Isolar a mulher de amigos e familiares, abusar de álcool/drogas, demonstrar ciúmes excessivo e comportamento controlador são fatores de risco avaliados, juntamente com o histórico criminal do agressor. Para Luciana Lopes Rocha, juíza auxiliar da Presidência do Conselho Nacional de Justiça (CNJ), esses indicadores de risco de feminicídio demandam atenção do Poder Judiciário e da Rede de Proteção, visando estratégias mais eficazes na prevenção e enfrentamento da violência contra mulheres. "Em vista disso, o Conselho Nacional de Justiça recomenda que os tribunais de todos os estados e do DF instituam e mantenham programas voltados à reflexão e à responsabilização de autores de violência", salientou.

De acordo com os psicólogos entrevistados pela reportagem, a reincidência na Lei Maria da Penha é ínfima ou inexistente entre os participantes dos grupos de reflexão. "Nunca houve feminicídio cometido por homens que passaram pelo nosso grupo", afirmou Priscila. Em 12 anos de atuação no Espaço Acolher, Victor recorda de apenas um caso de feminicídio ocorrido após a intervenção. "Eu me lembro de um caso, no máximo, contando todas as unidades do Acolher", contou.

É importante lembrar que qualquer cidadão pode acessar o serviço psicossocial de forma espontânea. Basta comparecer ao Espaço Acolher — NAFAVD mais próximo portando RG e CPF.

Questões judiciais

A pesquisa Grupos reflexivos e responsabilizantes para homens autores de violência contra mulheres no Brasil: mapeamento, análise e recomendações, realizada em 2021 pelo Centro de Estudos Jurídicos do Tribunal de Justiça (Cejur), mapeou 13 iniciativas desse cunho no DF.

Além do Espaço Acolher, o MPDFT mapeou as seguintes instituições de encaminhamento psicossocial para vítima e autor de violência no DF: Centro Especializado de Atendimento à Mulher (Ceam), Casa da Mulher Brasileira (CMB), Programa de pesquisa, assistência e vigilância à violência (PAV), Núcleo de Assessoramento sobre Violência Doméstica e Familiar contra a Mulher (Nerav/TJDFT); Setor de Análise Psicossocial (Seps/MPDFT), e grupos de reflexão de universidades.

A psicóloga Priscila Parada afirmou que a maioria dos autores de violência doméstica que chegam ao serviço psicossocial não têm antecedentes criminais, e estão sob suspensão condicional da pena (Sursis).

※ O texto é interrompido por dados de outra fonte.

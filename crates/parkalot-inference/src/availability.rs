use parkalot_core::{AppConfig, Detection};

pub const DEFAULT_CONFIDENCE_THRESHOLD: f64 = 0.5;
pub const DEFAULT_FREE_CLASSES: [&str; 2] = ["empty", "free"];

/// Reduces detections to a free-space count.
///
/// A detection counts when its class names a free space (case-insensitive)
/// and its confidence is at least the threshold. NaN confidences never count.
#[derive(Debug, Clone)]
pub struct AvailabilityCounter {
    threshold: f64,
    free_classes: Vec<String>,
}

impl Default for AvailabilityCounter {
    fn default() -> Self {
        Self::new(
            DEFAULT_CONFIDENCE_THRESHOLD,
            DEFAULT_FREE_CLASSES.iter().map(ToString::to_string),
        )
    }
}

impl AvailabilityCounter {
    #[must_use]
    pub fn new(threshold: f64, free_classes: impl IntoIterator<Item = String>) -> Self {
        Self {
            threshold,
            free_classes: free_classes
                .into_iter()
                .map(|c| c.to_lowercase())
                .collect(),
        }
    }

    #[must_use]
    pub fn from_config(config: &AppConfig) -> Self {
        Self::new(config.confidence_threshold, config.free_classes.clone())
    }

    #[must_use]
    pub fn threshold(&self) -> f64 {
        self.threshold
    }

    fn is_free(&self, detection: &Detection) -> bool {
        detection.confidence >= self.threshold
            && self
                .free_classes
                .iter()
                .any(|c| c.eq_ignore_ascii_case(&detection.class))
    }

    #[must_use]
    pub fn count(&self, detections: &[Detection]) -> u32 {
        let free = detections.iter().filter(|d| self.is_free(d)).count();
        u32::try_from(free).unwrap_or(u32::MAX)
    }
}

/// Count with the default free classes and the given threshold.
#[must_use]
pub fn count_available(detections: &[Detection], threshold: f64) -> u32 {
    AvailabilityCounter::new(
        threshold,
        DEFAULT_FREE_CLASSES.iter().map(ToString::to_string),
    )
    .count(detections)
}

O benefício só pode ser oferecido àqueles condenados à pena inferior a dois anos de prisão. "A maioria dos casos que recebemos se encontra no estágio (Sursis)", indicou.

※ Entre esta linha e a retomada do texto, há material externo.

//! Adapter for Roboflow-style hosted detection endpoints.
//!
//! The image is POSTed as raw bytes; the API key travels as the `api_key`
//! query parameter. Responses carry a `predictions` array whose entries map
//! directly onto [`Detection`].

use std::time::Duration;

use async_trait::async_trait;
use parkalot_core::Detection;
use reqwest::{Client, Url};
use serde::Deserialize;

use crate::adapter::{ImageRef, InferenceAdapter};
use crate::error::InferenceError;

#[derive(Debug, Deserialize)]
struct PredictionEnvelope {
    #[serde(default)]
    predictions: Vec<Detection>,
}

pub struct HttpAdapter {
    client: Client,
    url: Url,
    api_key: Option<String>,
}

impl HttpAdapter {
    /// # Errors
    ///
    /// Returns [`InferenceError::Http`] if the `reqwest::Client` cannot be
    /// built, or [`InferenceError::InvalidUrl`] if `url` does not parse.
    pub fn new(
        url: &str,
        api_key: Option<&str>,
        timeout_secs: u64,
    ) -> Result<Self, InferenceError> {
        let client = Client::builder()
            .timeout(Duration::from_secs(timeout_secs))
            .connect_timeout(Duration::from_secs(10))
            .user_agent("parkalot/0.1 (occupancy)")
            .build()?;

        let url = Url::parse(url).map_err(|_| InferenceError::InvalidUrl(url.to_string()))?;

        Ok(Self {
            client,
            url,
            api_key: api_key.map(str::to_owned),
        })
    }

    fn request_url(&self) -> Url {
        let mut url = self.url.clone();
        if let Some(key) = &self.api_key {
            url.query_pairs_mut().append_pair("api_key", key);
        }
        url
    }
}

#[async_trait]
impl InferenceAdapter for HttpAdapter {
    async fn infer(&self, image: &ImageRef) -> Result<Vec<Detection>, InferenceError> {
        let bytes = image.read().await?.into_owned();

        let response = self
            .client
            .post(self.request_url())
            .header(reqwest::header::CONTENT_TYPE, "application/octet-stream")
            .body(bytes)
            .send()
            .await?;

        let status = response.status();
        if !status.is_success() {
            return Err(InferenceError::UnexpectedStatus {
                status: status.as_u16(),
                url: self.url.to_string(),
            });
        }

        let body = response.text().await?;
        let envelope: PredictionEnvelope =
            serde_json::from_str(&body).map_err(|source| InferenceError::Deserialize {
                context: format!("predictions for {}", image.name()),
                source,
            })?;

        tracing::debug!(
            image = %image.name(),
            predictions = envelope.predictions.len(),
            "inference: received predictions"
        );
        Ok(envelope.predictions)
    }
}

Raoni Parreira Maciel, promotor de Justiça e coordenador do Núcleo do Tribunal do Júri e de Defesa da Vida do Ministério Público do Distrito Federal e Territórios (MPDFT), lembra que a reincidência em crime de violência doméstica e familiar implica penas maiores e regime de cumprimento de pena mais gravoso.

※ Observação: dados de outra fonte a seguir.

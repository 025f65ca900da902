//! Lazily-connected, probed connection handle.

use std::future::Future;
use std::time::{Duration, Instant};

use async_trait::async_trait;
use tokio::sync::Mutex;

use crate::DbError;

/// Opens and health-checks handles for a [`ConnectionCache`].
#[async_trait]
pub trait Connector: Send + Sync {
    type Handle: Clone + Send + Sync + 'static;

    /// Open a fresh handle.
    async fn connect(&self) -> Result<Self::Handle, DbError>;

    /// Lightweight liveness check against an existing handle.
    async fn probe(&self, handle: &Self::Handle) -> Result<(), DbError>;
}

struct Slot<H> {
    handle: H,
    probed_at: Instant,
}

/// Owns at most one live handle produced by a [`Connector`].
///
/// The first [`acquire`](Self::acquire) connects. Later calls reuse the
/// cached handle, probing it first when the last successful probe is older
/// than `probe_interval`. A failed probe drops the handle. Every connect is
/// attempted at most twice; if both fail the caller gets
/// [`DbError::Unavailable`].
pub struct ConnectionCache<C: Connector> {
    connector: C,
    probe_interval: Duration,
    slot: Mutex<Option<Slot<C::Handle>>>,
}

impl<C: Connector> ConnectionCache<C> {
    #[must_use]
    pub fn new(connector: C, probe_interval: Duration) -> Self {
        Self {
            connector,
            probe_interval,
            slot: Mutex::new(None),
        }
    }

    pub fn connector(&self) -> &C {
        &self.connector
    }

    /// Return a live handle, connecting or reconnecting as needed.
    ///
    /// # Errors
    ///
    /// Returns [`DbError::Unavailable`] if no handle can be established.
    pub async fn acquire(&self) -> Result<C::Handle, DbError> {
        let mut slot = self.slot.lock().await;

        if let Some(cached) = slot.as_ref() {
            let handle = cached.handle.clone();
            if cached.probed_at.elapsed() < self.probe_interval {
                return Ok(handle);
            }
            match self.connector.probe(&handle).await {
                Ok(()) => {
                    *slot = Some(Slot {
                        handle: handle.clone(),
                        probed_at: Instant::now(),
                    });
                    return Ok(handle);
                }
                Err(e) => {
                    tracing::warn!(error = %e, "store: liveness probe failed; reconnecting");
                    *slot = None;
                }
            }
        }

        let handle = match self.connector.connect().await {
            Ok(handle) => handle,
            Err(first) => {
                tracing::warn!(error = %first, "store: connect failed; retrying once");
                self.connector.connect().await.map_err(|e| {
                    tracing::error!(error = %e, "store: connect failed");
                    DbError::Unavailable(e.to_string())
                })?
            }
        };
        *slot = Some(Slot {
            handle: handle.clone(),
            probed_at: Instant::now(),
        });
        tracing::debug!("store: connection established");
        Ok(handle)
    }

    /// Drop the cached handle so the next acquire reconnects.
    pub async fn invalidate(&self) {
        *self.slot.lock().await = None;
    }

    /// Run `op` against a live handle.
    ///
    /// If `op` fails with a connection-class error the handle is discarded,
    /// a new one is acquired, and `op` runs exactly once more. A second
    /// connection failure surfaces as [`DbError::Unavailable`]; other errors
    /// pass through unchanged.
    ///
    /// # Errors
    ///
    /// Returns whatever `op` returns on its final attempt, or
    /// [`DbError::Unavailable`] if the store cannot be reached.
    pub async fn run<T, F, Fut>(&self, op: F) -> Result<T, DbError>
    where
        F: Fn(C::Handle) -> Fut,
        Fut: Future<Output = Result<T, DbError>>,
    {
        let handle = self.acquire().await?;
        match op(handle).await {
            Err(e) if e.is_connection_failure() => {
                tracing::warn!(error = %e, "store: operation lost its connection; retrying once");
                self.invalidate().await;
                let handle = self.acquire().await?;
                op(handle).await.map_err(|e| {
                    if e.is_connection_failure() {
                        DbError::Unavailable(e.to_string())
                    } else {
                        e
                    }
                })
            }
            other => other,
        }
    }
}

#[cfg(test)]
mod tests {
    use std::sync::atomic::{AtomicUsize, Ordering};
    use std::sync::Arc;

    use super::*;

    /// Hands out increasing generation numbers; fails scripted probes/connects.
    #[derive(Default)]
    struct CountingConnector {
        connects: AtomicUsize,
        probes: AtomicUsize,
        failing_probes: AtomicUsize,
        failing_connects: AtomicUsize,
    }

    fn take(counter: &AtomicUsize) -> bool {
        counter
            .fetch_update(Ordering::SeqCst, Ordering::SeqCst, |n| n.checked_sub(1))
            .is_ok()
    }

    #[async_trait]
    impl Connector for CountingConnector {
        type Handle = usize;

        async fn connect(&self) -> Result<usize, DbError> {
            if take(&self.failing_connects) {
                return Err(DbError::Unavailable("refused".into()));
            }
            Ok(self.connects.fetch_add(1, Ordering::SeqCst) + 1)
        }

        async fn probe(&self, _handle: &usize) -> Result<(), DbError> {
            self.probes.fetch_add(1, Ordering::SeqCst);
            if take(&self.failing_probes) {
                return Err(DbError::Unavailable("ping timed out".into()));
            }
            Ok(())
        }
    }

    #[tokio::test]
    async fn first_acquire_connects_lazily() {
        let cache = ConnectionCache::new(CountingConnector::default(), Duration::ZERO);
        assert_eq!(cache.connector().connects.load(Ordering::SeqCst), 0);

        let handle = cache.acquire().await.expect("acquire");
        assert_eq!(handle, 1);
        assert_eq!(cache.connector().probes.load(Ordering::SeqCst), 0);
    }

    #[tokio::test]
    async fn first_connect_failure_is_retried() {
        let cache = ConnectionCache::new(CountingConnector::default(), Duration::ZERO);
        cache.connector().failing_connects.store(1, Ordering::SeqCst);

        let handle = cache.acquire().await.expect("second connect succeeds");
        assert_eq!(handle, 1);
    }

    #[tokio::test]
    async fn two_connect_failures_are_unavailable() {
        let cache = ConnectionCache::new(CountingConnector::default(), Duration::ZERO);
        cache.connector().failing_connects.store(2, Ordering::SeqCst);

        assert!(matches!(
            cache.acquire().await,
            Err(DbError::Unavailable(_))
        ));
        assert_eq!(cache.acquire().await.expect("recovered"), 1);
    }

    #[tokio::test]
    async fn healthy_handle_is_reused_after_probe() {
        let cache = ConnectionCache::new(CountingConnector::default(), Duration::ZERO);
        cache.acquire().await.expect("first");
        let second = cache.acquire().await.expect("second");

        assert_eq!(second, 1);
        assert_eq!(cache.connector().connects.load(Ordering::SeqCst), 1);
        assert_eq!(cache.connector().probes.load(Ordering::SeqCst), 1);
    }

    #[tokio::test]
    async fn probe_is_skipped_within_interval() {
        let cache = ConnectionCache::new(CountingConnector::default(), Duration::from_secs(3600));
        cache.acquire().await.expect("first");
        cache.acquire().await.expect("second");
        assert_eq!(cache.connector().probes.load(Ordering::SeqCst), 0);
    }

    #[tokio::test]
    async fn failed_probe_triggers_reconnect() {
        let cache = ConnectionCache::new(CountingConnector::default(), Duration::ZERO);
        cache.acquire().await.expect("first");
        cache.connector().failing_probes.store(1, Ordering::SeqCst);

        let handle = cache.acquire().await.expect("reconnected");
        assert_eq!(handle, 2);
        assert_eq!(cache.connector().connects.load(Ordering::SeqCst), 2);
    }

    #[tokio::test]
    async fn failed_probe_and_failed_reconnect_is_unavailable() {
        let cache = ConnectionCache::new(CountingConnector::default(), Duration::ZERO);
        cache.acquire().await.expect("first");
        cache.connector().failing_probes.store(1, Ordering::SeqCst);
        cache.connector().failing_connects.store(2, Ordering::SeqCst);

        let err = cache.acquire().await.unwrap_err();
        assert!(matches!(err, DbError::Unavailable(_)));

        // The slot was cleared, so the next call connects again.
        let handle = cache.acquire().await.expect("recovered");
        assert_eq!(handle, 2);
    }

    #[tokio::test]
    async fn run_retries_once_on_connection_failure() {
        let cache = ConnectionCache::new(CountingConnector::default(), Duration::ZERO);
        let calls = Arc::new(AtomicUsize::new(0));

        let result = cache
            .run(|handle| {
                let calls = Arc::clone(&calls);
                async move {
                    if calls.fetch_add(1, Ordering::SeqCst) == 0 {
                        Err(DbError::Sqlx(sqlx::Error::PoolClosed))
                    } else {
                        Ok(handle)
                    }
                }
            })
            .await
            .expect("retry succeeds");

        assert_eq!(result, 2);
        assert_eq!(calls.load(Ordering::SeqCst), 2);
    }

    #[tokio::test]
    async fn run_gives_up_after_second_connection_failure() {
        let cache = ConnectionCache::new(CountingConnector::default(), Duration::ZERO);
        let calls = AtomicUsize::new(0);

        let err = cache
            .run(|_handle| {
                calls.fetch_add(1, Ordering::SeqCst);
                async { Err::<(), _>(DbError::Sqlx(sqlx::Error::PoolTimedOut)) }
            })
            .await
            .unwrap_err();

        assert!(matches!(err, DbError::Unavailable(_)));
        assert_eq!(calls.load(Ordering::SeqCst), 2);
    }

    #[tokio::test]
    async fn run_does_not_retry_query_errors() {
        let cache = ConnectionCache::new(CountingConnector::default(), Duration::ZERO);
        let calls = AtomicUsize::new(0);

        let err = cache
            .run(|_handle| {
                calls.fetch_add(1, Ordering::SeqCst);
                async { Err::<(), _>(DbError::NotFound("9".into())) }
            })
            .await
            .unwrap_err();

        assert!(matches!(err, DbError::NotFound(ref id) if id == "9"));
        assert_eq!(calls.load(Ordering::SeqCst), 1);
    }
}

"Para todos os crimes, porém, de violência doméstica ou não, haverá sempre progressão de regime, desde os mais gravosos até o regime aberto", completou o promotor. Em 2023, a Comissão de Segurança Pública (CSP) do Senado aprovou um projeto de lei que endurece as penas para o crime de feminicídio. Assim, o tempo mínimo de reclusão subiu de 12 para 20 anos, com a penalidade máxima de 30 anos em regime fechado.